Biochemical mechanisms of resistance in Daphnia magna exposed to the insecticide fenitrothion.

Resistance to fenitrothion and enzyme activities associated with the toxicity and metabolism of organophosphorus insecticides were measured in three genetically unique Daphnia magna clones collected from rice fields of Delta del Ebro (NE Spain) during the growing season and a lab sensitive clone. The studied clones showed up to sixfold differences in resistance to fenitrothion. The lack of correlation between in vitro sensitivity of acetylcholinesterase (AChE) to fenitrooxon and resistance to fenitrothion indicated that insensitivity of AChE to the most active oxon metabolite was not involved in the observed differences in resistance. Inhibition of mixed- function oxidases (MFOs) by piperonyl butoxide (PBO) increased the tolerance to fenitrothion by almost 20-fold in all clones without altering their relative ranking of resistance. Conversely, when exposed to fenitrooxon, the studied clones showed similar levels of tolerance, thus indicating that clonal differences in the conversion of fenitrothion to fenitrooxon by MFOs were involved in the observed resistance patterns. Despite that resistant clones showed over 1.5 higher activities of carboxilesterase (CbE) than sensitive ones, toxicity tests with 2-(O-cresyl)-4H-1,3,2-benzodioxaphosphorin-2 oxide, which is a specific inhibitor of these enzymes, evidenced that this system only contributed marginally to the observed clonal differences in tolerance.
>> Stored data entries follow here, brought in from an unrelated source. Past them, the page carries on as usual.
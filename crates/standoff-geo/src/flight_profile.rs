//! ICBM flight-duration and altitude modeling (§4.5).
//!
//! A flight is split into three phases — boost, midcourse, re-entry — each
//! capped at `PHASE_FRACTION_CAP` of the total duration (and at an absolute
//! millisecond cap besides). Altitude rises sinusoidally through boost, holds
//! near apex through midcourse, and falls sinusoidally through re-entry.

use standoff_core::constants::{
    APEX_ALTITUDE_MAX_M, APEX_ALTITUDE_PER_KM, BOOST_PHASE_CAP_MS, ICBM_SPEED_KM_PER_SEC,
    MIN_FLIGHT_DURATION_MS, PHASE_FRACTION_CAP, REENTRY_PHASE_CAP_MS,
};

/// Which leg of the flight a given elapsed time falls into.
#[derive(Debug, Clone, Copy, PartialEq, Eq)]
pub enum FlightPhase {
    Boost,
    Midcourse,
    Reentry,
}

/// The boost/midcourse/re-entry millisecond split for a flight of the given
/// total duration (§4.5: each of boost and re-entry is capped both in
/// absolute ms and as a fraction of the total).
#[derive(Debug, Clone, Copy, PartialEq)]
pub struct PhaseSplit {
    pub boost_ms: u64,
    pub midcourse_ms: u64,
    pub reentry_ms: u64,
}

impl PhaseSplit {
    pub fn for_duration(total_duration_ms: u64) -> Self {
        let fraction_cap = (total_duration_ms as f64 * PHASE_FRACTION_CAP) as u64;
        let boost_ms = BOOST_PHASE_CAP_MS.min(fraction_cap);
        let reentry_ms = REENTRY_PHASE_CAP_MS.min(fraction_cap);
        let midcourse_ms = total_duration_ms.saturating_sub(boost_ms + reentry_ms);
        Self {
            boost_ms,
            midcourse_ms,
            reentry_ms,
        }
    }

    pub fn total_ms(&self) -> u64 {
        self.boost_ms + self.midcourse_ms + self.reentry_ms
    }

    pub fn phase_at(&self, elapsed_ms: u64) -> FlightPhase {
        if elapsed_ms < self.boost_ms {
            FlightPhase::Boost
        } else if elapsed_ms < self.boost_ms + self.midcourse_ms {
            FlightPhase::Midcourse
        } else {
            FlightPhase::Reentry
        }
    }
}

/// Total flight duration for a launch covering `distance_km`, respecting the
/// minimum flight duration floor so very short hops still render (§4.5).
pub fn flight_duration_ms(distance_km: f64) -> u64 {
    let nominal_ms = (distance_km / ICBM_SPEED_KM_PER_SEC * 1000.0).round() as u64;
    nominal_ms.max(MIN_FLIGHT_DURATION_MS)
}

/// Apex altitude (meters) for a launch covering `distance_km`, clamped at
/// `APEX_ALTITUDE_MAX_M` (§4.5).
pub fn apex_altitude_m(distance_km: f64) -> f64 {
    (distance_km * APEX_ALTITUDE_PER_KM).min(APEX_ALTITUDE_MAX_M)
}

/// Altitude (meters) at `elapsed_ms` into a flight with the given
/// `apex_altitude_m` and phase split.
pub fn altitude_m(elapsed_ms: u64, apex_altitude_m: f64, split: PhaseSplit) -> f64 {
    use std::f64::consts::FRAC_PI_2;

    match split.phase_at(elapsed_ms) {
        FlightPhase::Boost => {
            if split.boost_ms == 0 {
                return apex_altitude_m;
            }
            let t = elapsed_ms as f64 / split.boost_ms as f64;
            apex_altitude_m * (t * FRAC_PI_2).sin()
        }
        FlightPhase::Midcourse => apex_altitude_m,
        FlightPhase::Reentry => {
            if split.reentry_ms == 0 {
                return 0.0;
            }
            let into_reentry = elapsed_ms - split.boost_ms - split.midcourse_ms;
            let t = (into_reentry as f64 / split.reentry_ms as f64).min(1.0);
            apex_altitude_m * (t * FRAC_PI_2).cos()
        }
    }
}

/// Progress fraction `[0, 1]` of the flight at `elapsed_ms`, used to index
/// the rail-interceptor search window (§4.5).
pub fn progress(elapsed_ms: u64, total_duration_ms: u64) -> f64 {
    if total_duration_ms == 0 {
        return 1.0;
    }
    (elapsed_ms as f64 / total_duration_ms as f64).clamp(0.0, 1.0)
}

/// Current altitude (meters) of an in-flight missile tracked by `progress`
/// rather than elapsed time directly — the shape `MissileCommon` stores its
/// flight state in (§4.8's radar-horizon check reads this).
pub fn altitude_at_progress(progress: f64, flight_duration_ms: u64, apex_altitude_m: f64) -> f64 {
    let elapsed_ms = (progress * flight_duration_ms as f64) as u64;
    let split = PhaseSplit::for_duration(flight_duration_ms);
    altitude_m(elapsed_ms, apex_altitude_m, split)
}

#[cfg(test)]
mod tests {
    use super::*;

    #[test]
    fn short_hops_still_meet_the_minimum_duration() {
        assert_eq!(flight_duration_ms(1.0), MIN_FLIGHT_DURATION_MS);
    }

    #[test]
    fn long_hops_scale_with_distance() {
        let d = flight_duration_ms(14_000.0);
        assert!(d > MIN_FLIGHT_DURATION_MS);
        assert_eq!(d, (14_000.0 / ICBM_SPEED_KM_PER_SEC * 1000.0).round() as u64);
    }

    #[test]
    fn apex_altitude_is_clamped() {
        assert!(apex_altitude_m(100_000.0) <= APEX_ALTITUDE_MAX_M);
        assert_eq!(apex_altitude_m(10.0), 10.0 * APEX_ALTITUDE_PER_KM);
    }

    #[test]
    fn phase_split_caps_boost_and_reentry_fractions() {
        let split = PhaseSplit::for_duration(1_000_000);
        // at this duration the absolute caps bind, not the fraction caps
        assert_eq!(split.boost_ms, BOOST_PHASE_CAP_MS);
        assert_eq!(split.reentry_ms, REENTRY_PHASE_CAP_MS);
        assert!(split.midcourse_ms > 0);
    }

    #[test]
    fn phase_split_respects_fraction_cap_on_short_flights() {
        let split = PhaseSplit::for_duration(10_000);
        let expected = (10_000.0 * PHASE_FRACTION_CAP) as u64;
        assert_eq!(split.boost_ms, expected.min(BOOST_PHASE_CAP_MS));
        assert_eq!(split.total_ms(), 10_000);
    }

    #[test]
    fn altitude_starts_and_ends_near_zero() {
        let split = PhaseSplit::for_duration(20_000);
        let apex = 500_000.0;
        assert!(altitude_m(0, apex, split) < 1.0);
        assert!(altitude_m(split.total_ms(), apex, split) < 1.0);
    }

    #[test]
    fn altitude_reaches_apex_during_midcourse() {
        let split = PhaseSplit::for_duration(20_000);
        let apex = 500_000.0;
        let mid_point = split.boost_ms + split.midcourse_ms / 2;
        assert!((altitude_m(mid_point, apex, split) - apex).abs() < 1e-6);
    }

    #[test]
    fn altitude_rises_through_boost_and_falls_through_reentry() {
        let split = PhaseSplit::for_duration(20_000);
        let apex = 500_000.0;
        let early = altitude_m(split.boost_ms / 4, apex, split);
        let late_boost = altitude_m(split.boost_ms - 1, apex, split);
        assert!(early < late_boost);

        let reentry_start = split.boost_ms + split.midcourse_ms;
        let early_reentry = altitude_m(reentry_start + 1, apex, split);
        let late_reentry = altitude_m(reentry_start + split.reentry_ms - 1, apex, split);
        assert!(late_reentry < early_reentry);
    }

    #[test]
    fn progress_is_clamped_to_unit_interval() {
        assert_eq!(progress(0, 10_000), 0.0);
        assert_eq!(progress(10_000, 10_000), 1.0);
        assert_eq!(progress(20_000, 10_000), 1.0);
    }
}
Glutathione-S-transferases activity (GST) varied across clones but not under exposure to fenitrothion, and was only related with tolerance levels in the field clones. In summary, our results indicate that MFO mediated differences on the bio-activation of the phosphorotionate OP pesticide to its active oxon metabolite contributed mostly in explaining the observed moderate levels of resistance, whereas the activities of CbE and GST had only a marginal role.